# Minimum sprayer for elastomeric



## Paint and Hammer (Feb 26, 2008)

What would be the realistic minimum size of sprayer to push elastomeric? 


ps...anyone have one for sale?


----------



## Lambrecht (Feb 8, 2010)

I don't think I would go any smaller than a Graco 190.


----------



## NCPaint1 (Aug 6, 2009)

Should have at least 1GPM for most elasto's. Ive seen it done with less, but I wouldnt make a habit of it.


----------



## Paint and Hammer (Feb 26, 2008)

I was thinking the Graco 395. I don't know the comparable Titan.


----------



## Paint and Hammer (Feb 26, 2008)

Lambrecht said:


> I don't think I would go any smaller than a Graco 190.
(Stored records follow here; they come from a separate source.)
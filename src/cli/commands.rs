//! Command implementations for CLI operations

use anyhow::{Context, Result};
use regex::Regex;

use crate::db::Database;
use crate::idmap::SymbolIdMap;
use crate::query::IndexQuery;
use crate::scip::read_index;
use crate::{load_index, LoadOptions};

use super::db_utils::{canonicalize_path, database_path, index_path, open_project_database};

/// Load the project's SCIP index into its SQLite store
pub fn populate_command(path: &str, incremental: bool) -> Result<()> {
    let project_root = canonicalize_path(path)?;
    let index = read_index(index_path(&project_root))?;
    let mut db = open_project_database(&project_root)?;

    let options = LoadOptions {
        root: project_root.clone(),
        incremental,
        ..Default::default()
    };

    let mut ids = SymbolIdMap::new();
    let stats = load_index(&mut db, &index, &options, &mut ids)?;

    println!("\nPopulate complete!");
    println!("  Documents:  {}", stats.documents);
    println!("  Symbols:    {}", stats.symbols);
    println!("  References: {}", stats.references);
    println!("  Skipped:    {}", stats.skipped_documents);
    println!("  Elapsed:    {}ms", stats.elapsed_ms);
    if stats.dropped_references > 0 {
        println!("  Dropped references: {}", stats.dropped_references);
    }

    Ok(())
}

/// Search the in-memory graph for symbols matching a pattern
pub fn search_command(path: &str, pattern: &str, json: bool) -> Result<()> {
    let project_root = canonicalize_path(path)?;
    let index = read_index(index_path(&project_root))?;
    let regex = Regex::new(pattern).context("Invalid search pattern")?;

    let matches = IndexQuery::new(&index).search(&regex);

    if json {
        println!("{}", serde_json::to_string_pretty(&matches)?);
        return Ok(());
    }

    if matches.is_empty() {
        println!("No symbols matching '{}'", pattern);
        return Ok(());
    }

    println!("Found {} symbols matching '{}':\n", matches.len(), pattern);
    for m in matches {
        let marker = if m.external { " (external)" } else { "" };
        println!("  {} {} - {}{}", m.kind.as_str(), m.name, m.path, marker);
    }

    Ok(())
}

/// List every occurrence of an exact symbol identifier
pub fn refs_command(path: &str, symbol: &str, json: bool) -> Result<()> {
    let project_root = canonicalize_path(path)?;
    let index = read_index(index_path(&project_root))?;

    let hits = IndexQuery::new(&index).references(symbol);

    if json {
        println!("{}", serde_json::to_string_pretty(&hits)?);
        return Ok(());
    }

    if hits.is_empty() {
        println!("No occurrences of '{}'", symbol);
        return Ok(());
    }

    println!("{} occurrences of '{}':\n", hits.len(), symbol);
    for hit in hits {
        println!(
            "  {} {}:{}:{}",
            hit.role.as_str(),
            hit.path,
            hit.range.start_line,
            hit.range.start_column
        );
    }

    Ok(())
}

/// Look up the definition of an exact symbol identifier
pub fn def_command(path: &str, symbol: &str, json: bool) -> Result<()> {
    let project_root = canonicalize_path(path)?;
    let index = read_index(index_path(&project_root))?;

    match IndexQuery::new(&index).definition(symbol) {
        Some(hit) => {
            if json {
                println!("{}", serde_json::to_string_pretty(&hit)?);
            } else {
                println!(
                    "{}:{}:{}",
                    hit.path, hit.range.start_line, hit.range.start_column
                );
            }
        }
        // A miss is a result, not an error.
        None => println!("No definition found for '{}'", symbol),
    }

    Ok(())
}

/// Show statistics for the in-memory graph
pub fn stats_command(path: &str) -> Result<()> {
    let project_root = canonicalize_path(path)?;
    let index = read_index(index_path(&project_root))?;
    let stats = IndexQuery::new(&index).stats();

    println!("SCIP Index Statistics");
    println!("=====================");
    println!("Tool: {} {}", stats.tool_name, stats.tool_version);
    println!("Project root: {}", stats.project_root);
    println!("Documents: {}", stats.documents);
    println!("Symbols: {}", stats.symbols);
    println!("Occurrences: {}", stats.occurrences);
    println!("External symbols: {}", stats.external_symbols);

    Ok(())
}

/// Show statistics for the relational store
pub fn status_command(path: &str) -> Result<()> {
    let project_root = canonicalize_path(path)?;
    let db_path = database_path(&project_root);

    if !db_path.exists() {
        println!("No store found at {}", db_path.display());
        println!("Run 'scipdex populate {}' first.", path);
        return Ok(());
    }

    let db = Database::open(&db_path)?;
    let stats = db.get_stats()?;

    println!("scipdex Store Status");
    println!("====================");
    println!("Database: {}", db_path.display());
    println!("Documents: {}", stats.documents);
    println!("Symbols: {}", stats.symbols);
    println!("References: {}", stats.references);
    println!("Indexed files: {}", stats.indexed_files);
    println!("Size: {:.2} KB", stats.db_size_bytes as f64 / 1024.0);
    if stats.orphaned_references > 0 {
        println!("Orphaned references: {}", stats.orphaned_references);
    }

    Ok(())
}

/// Keyword search over stored file contents
pub fn grep_command(path: &str, query: &str) -> Result<()> {
    let project_root = canonicalize_path(path)?;
    let db_path = database_path(&project_root);

    if !db_path.exists() {
        println!("No store found. Run 'scipdex populate' first.");
        return Ok(());
    }

    let db = Database::open(&db_path)?;
    let matches = db.search_text(query, 20)?;

    if matches.is_empty() {
        println!("No files matching '{}'", query);
        return Ok(());
    }

    println!("Found {} files matching '{}':\n", matches.len(), query);
    for m in matches {
        println!("  {}", m.path);
        println!("    {}", m.snippet);
    }

    Ok(())
}
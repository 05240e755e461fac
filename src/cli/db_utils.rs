//! Database and index path utilities

use anyhow::{Context, Result};
use std::path::PathBuf;

use crate::db::Database;

const DB_DIR: &str = ".scipdex";
const DB_FILE: &str = "index.db";
const INDEX_FILE: &str = "index.scip";

/// Get the database path for a project root
pub fn database_path(project_root: &str) -> PathBuf {
    PathBuf::from(project_root).join(DB_DIR).join(DB_FILE)
}

/// Get the expected SCIP index file path for a project root
pub fn index_path(project_root: &str) -> PathBuf {
    PathBuf::from(project_root).join(INDEX_FILE)
}

/// Ensure the database directory exists
pub fn ensure_database_directory(project_root: &str) -> Result<()> {
    let dir = PathBuf::from(project_root).join(DB_DIR);
    std::fs::create_dir_all(&dir)?;
    Ok(())
}

/// Open or initialize database for a project
pub fn open_project_database(project_root: &str) -> Result<Database> {
    ensure_database_directory(project_root)?;
    let db_path = database_path(project_root);
    Database::open(&db_path)
}

/// Canonicalize and validate a path
pub fn canonicalize_path(path: &str) -> Result<String> {
    std::path::Path::new(path)
        .canonicalize()
        .context("Invalid path")?
        .display()
        .to_string()
        .pipe(Ok)
}

// Helper trait for pipe operation
trait Pipe: Sized {
    fn pipe<F, R>(self, f: F) -> R
    where
        F: FnOnce(Self) -> R,
    {
        f(self)
    }
}

impl<T> Pipe for T {}
//! SCIP wire types
//!
//! Hand-declared prost messages covering the subset of the SCIP protobuf
//! schema this tool consumes. Field tags match `scip.proto`, so fields we do
//! not model (relationships, diagnostics, position encodings, ...) are
//! skipped by the decoder rather than rejected.

/// A complete SCIP index: metadata plus one document per indexed file, plus
/// symbols contributed by external packages.
#[derive(Clone, PartialEq, ::prost::Message)]
pub struct Index {
    #[prost(message, optional, tag = "1")]
    pub metadata: Option<Metadata>,
    #[prost(message, repeated, tag = "2")]
    pub documents: Vec<Document>,
    #[prost(message, repeated, tag = "3")]
    pub external_symbols: Vec<SymbolInformation>,
}

#[derive(Clone, PartialEq, ::prost::Message)]
pub struct Metadata {
    #[prost(int32, tag = "1")]
    pub version: i32,
    #[prost(message, optional, tag = "2")]
    pub tool_info: Option<ToolInfo>,
    #[prost(string, tag = "3")]
    pub project_root: String,
}

#[derive(Clone, PartialEq, ::prost::Message)]
pub struct ToolInfo {
    #[prost(string, tag = "1")]
    pub name: String,
    #[prost(string, tag = "2")]
    pub version: String,
    #[prost(string, repeated, tag = "3")]
    pub arguments: Vec<String>,
}

/// One indexed source file: its symbol definitions and every occurrence of
/// any symbol within it.
#[derive(Clone, PartialEq, ::prost::Message)]
pub struct Document {
    #[prost(string, tag = "1")]
    pub relative_path: String,
    #[prost(message, repeated, tag = "2")]
    pub occurrences: Vec<Occurrence>,
    #[prost(message, repeated, tag = "3")]
    pub symbols: Vec<SymbolInformation>,
    #[prost(string, tag = "4")]
    pub language: String,
}

/// Information about a symbol defined in a document (or, for
/// `external_symbols`, in a dependency package).
#[derive(Clone, PartialEq, ::prost::Message)]
pub struct SymbolInformation {
    /// Fully-qualified symbol identifier, format:
    /// `<tool> <manager> <package> <version> <path>/<Name>(<signature>)`
    #[prost(string, tag = "1")]
    pub symbol: String,
    #[prost(string, repeated, tag = "3")]
    pub documentation: Vec<String>,
    #[prost(string, tag = "6")]
    pub display_name: String,
}

/// A single use of a symbol at a source range.
#[derive(Clone, PartialEq, ::prost::Message)]
pub struct Occurrence {
    /// Variable-length range encoding: `[line, start_col, end_col]` for
    /// single-line ranges, `[start_line, start_col, end_line, end_col]` for
    /// multi-line ranges.
    #[prost(int32, repeated, tag = "1")]
    pub range: Vec<i32>,
    #[prost(string, tag = "2")]
    pub symbol: String,
    /// Bitmask of role flags; see the `ROLE_*` constants in `crate::types`.
    #[prost(int32, tag = "3")]
    pub symbol_roles: i32,
}
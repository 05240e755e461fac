//! Symbol resolution
//!
//! Pure functions that turn raw SCIP symbol identifiers and range arrays
//! into display names, coarse kinds, and normalized ranges.
//!
//! Identifier format: `<tool> <manager> <package> <version> <path>/<Name>(<signature>)`
//!
//! Everything here is best-effort string work over naming conventions, not
//! semantic analysis. Malformed input degrades to partial extraction; this
//! module never fails.

use crate::types::{Range, SymbolKind};

/// Extract a human-readable display name from a symbol identifier: the
/// trailing path segment of the descriptor, stripped of signature and
/// descriptor markers.
///
/// Malformed identifiers fall back to the nearest extractable piece; worst
/// case, the whole input string.
pub fn display_name(symbol: &str) -> String {
    let descriptor = trailing_descriptor(symbol);
    let segment = descriptor.rsplit('/').next().unwrap_or(descriptor);

    // Drop a trailing signature: `getUser().` -> `getUser`
    let segment = match segment.find('(') {
        Some(0) | None => segment,
        Some(idx) => &segment[..idx],
    };

    let name = segment.trim_end_matches(['#', '.']).trim_matches('`');
    if name.is_empty() {
        symbol.to_string()
    } else {
        name.to_string()
    }
}

/// A single named classification heuristic. Rules are checked in order and
/// the first match wins, so false positives and negatives are visible per
/// rule instead of buried in one regex.
pub struct KindRule {
    pub name: &'static str,
    pub kind: SymbolKind,
    matches: fn(descriptor: &str) -> bool,
}

impl KindRule {
    pub fn applies(&self, descriptor: &str) -> bool {
        (self.matches)(descriptor)
    }
}

/// Classification rules, in precedence order.
pub const KIND_RULES: &[KindRule] = &[
    KindRule {
        name: "method-descriptor",
        kind: SymbolKind::Function,
        matches: |d| d.ends_with("().") || d.ends_with(")."),
    },
    KindRule {
        name: "type-descriptor",
        kind: SymbolKind::Class,
        matches: |d| d.ends_with('#'),
    },
    KindRule {
        name: "namespace-descriptor",
        kind: SymbolKind::Module,
        matches: |d| d.ends_with('/'),
    },
    KindRule {
        name: "term-descriptor",
        kind: SymbolKind::Variable,
        matches: |d| d.ends_with('.'),
    },
    KindRule {
        name: "capitalized-name",
        kind: SymbolKind::Type,
        matches: |d| {
            let name = d.rsplit('/').next().unwrap_or(d).trim_matches('`');
            name.chars().next().is_some_and(|c| c.is_uppercase())
        },
    },
];

/// Run the classification rules over an identifier and report which rule
/// fired. `None` means no rule matched.
pub fn classify(symbol: &str) -> Option<(&'static str, SymbolKind)> {
    let descriptor = trailing_descriptor(symbol);
    KIND_RULES
        .iter()
        .find(|rule| rule.applies(descriptor))
        .map(|rule| (rule.name, rule.kind))
}

/// Coarse kind for a symbol identifier. Unknown when no heuristic applies.
pub fn infer_kind(symbol: &str) -> SymbolKind {
    classify(symbol).map_or(SymbolKind::Unknown, |(_, kind)| kind)
}

/// Normalize SCIP's variable-length range encoding.
///
/// A 3-element array `[L, C1, C2]` is a single-line range; a 4-element array
/// `[L1, C1, L2, C2]` is multi-line. Any other arity is unresolvable.
pub fn resolve_range(range: &[i32]) -> Option<Range> {
    match *range {
        [line, start_column, end_column] => Some(Range {
            start_line: line,
            start_column,
            end_line: line,
            end_column,
        }),
        [start_line, start_column, end_line, end_column] => Some(Range {
            start_line,
            start_column,
            end_line,
            end_column,
        }),
        _ => None,
    }
}

/// Last space-separated token of the identifier; the whole string when the
/// identifier has no package header at all.
fn trailing_descriptor(symbol: &str) -> &str {
    symbol.rsplit(' ').next().unwrap_or(symbol)
}

#[cfg(test)]
mod tests {
    use super::*;

    #[test]
    fn test_display_name_method() {
        let sym = "scip-typescript npm atomic-crm 1.0.0 src/providers/`dataProvider.ts`/getUser().";
        assert_eq!(display_name(sym), "getUser");
    }

    #[test]
    fn test_display_name_type() {
        let sym = "scip-typescript npm atomic-crm 1.0.0 src/types.ts/Contact#";
        assert_eq!(display_name(sym), "Contact");
    }

    #[test]
    fn test_display_name_term() {
        let sym = "scip-typescript npm atomic-crm 1.0.0 src/config.ts/defaultStages.";
        assert_eq!(display_name(sym), "defaultStages");
    }

    #[test]
    fn test_display_name_malformed_falls_back() {
        // No spaces, no slashes: best effort is the input itself.
        assert_eq!(display_name("justaname"), "justaname");
        // Nothing extractable: the whole string comes back.
        assert_eq!(display_name("a b c /"), "a b c /");
    }

    #[test]
    fn test_display_name_local_symbol() {
        assert_eq!(display_name("local 42"), "42");
    }

    #[test]
    fn test_classify_named_rules() {
        assert_eq!(
            classify("t n p 1 src/a.ts/save()."),
            Some(("method-descriptor", SymbolKind::Function))
        );
        assert_eq!(
            classify("t n p 1 src/a.ts/User#"),
            Some(("type-descriptor", SymbolKind::Class))
        );
        assert_eq!(
            classify("t n p 1 src/utils/"),
            Some(("namespace-descriptor", SymbolKind::Module))
        );
        assert_eq!(
            classify("t n p 1 src/a.ts/count."),
            Some(("term-descriptor", SymbolKind::Variable))
        );
        assert_eq!(
            classify("t n p 1 src/a.ts/Widget"),
            Some(("capitalized-name", SymbolKind::Type))
        );
        assert_eq!(classify("t n p 1 src/a.ts/lowercase"), None);
    }

    #[test]
    fn test_infer_kind_unknown_without_markers() {
        assert_eq!(infer_kind("t n p 1 src/a.ts/lowercase"), SymbolKind::Unknown);
    }

    #[test]
    fn test_resolve_range_single_line() {
        assert_eq!(
            resolve_range(&[7, 2, 14]),
            Some(Range {
                start_line: 7,
                start_column: 2,
                end_line: 7,
                end_column: 14,
            })
        );
    }

    #[test]
    fn test_resolve_range_multi_line() {
        assert_eq!(
            resolve_range(&[3, 0, 9, 1]),
            Some(Range {
                start_line: 3,
                start_column: 0,
                end_line: 9,
                end_column: 1,
            })
        );
    }

    #[test]
    fn test_resolve_range_invalid_arity() {
        assert_eq!(resolve_range(&[]), None);
        assert_eq!(resolve_range(&[1, 2]), None);
        assert_eq!(resolve_range(&[1, 2, 3, 4, 5]), None);
    }
}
...or the Wagner on isle 14?


----------



## Paradigmzz (May 5, 2010)

Paint and Hammer said:


> I was thinking the Graco 395. I don't know the comparable Titan.


Titan 440 is the comp. 

Dunno min specs but I use a Graco 5900... but that's no help to your question....


----------



## NCPaint1 (Aug 6, 2009)

Paradigmzz said:


> Dunno min specs but I use a Graco 5900... but that's no help to your question....


5900 ----> 1.6GPM :thumbup:


----------



## Paint and Hammer (Feb 26, 2008)

My mistake, I have the 395, meant to write 695.


----------



## NCPaint1 (Aug 6, 2009)

695 should handle it


----------



## dvp (Jun 21, 2010)

2 gallon per minute. speeflo 6900, 8900 is better. good elastomeric is thick.


----------



## Paint and Hammer (Feb 26, 2008)

I would prefer to keep it to Graco, but not mandatory. 

Not interested in a gas powered, I'm not a high production guy. 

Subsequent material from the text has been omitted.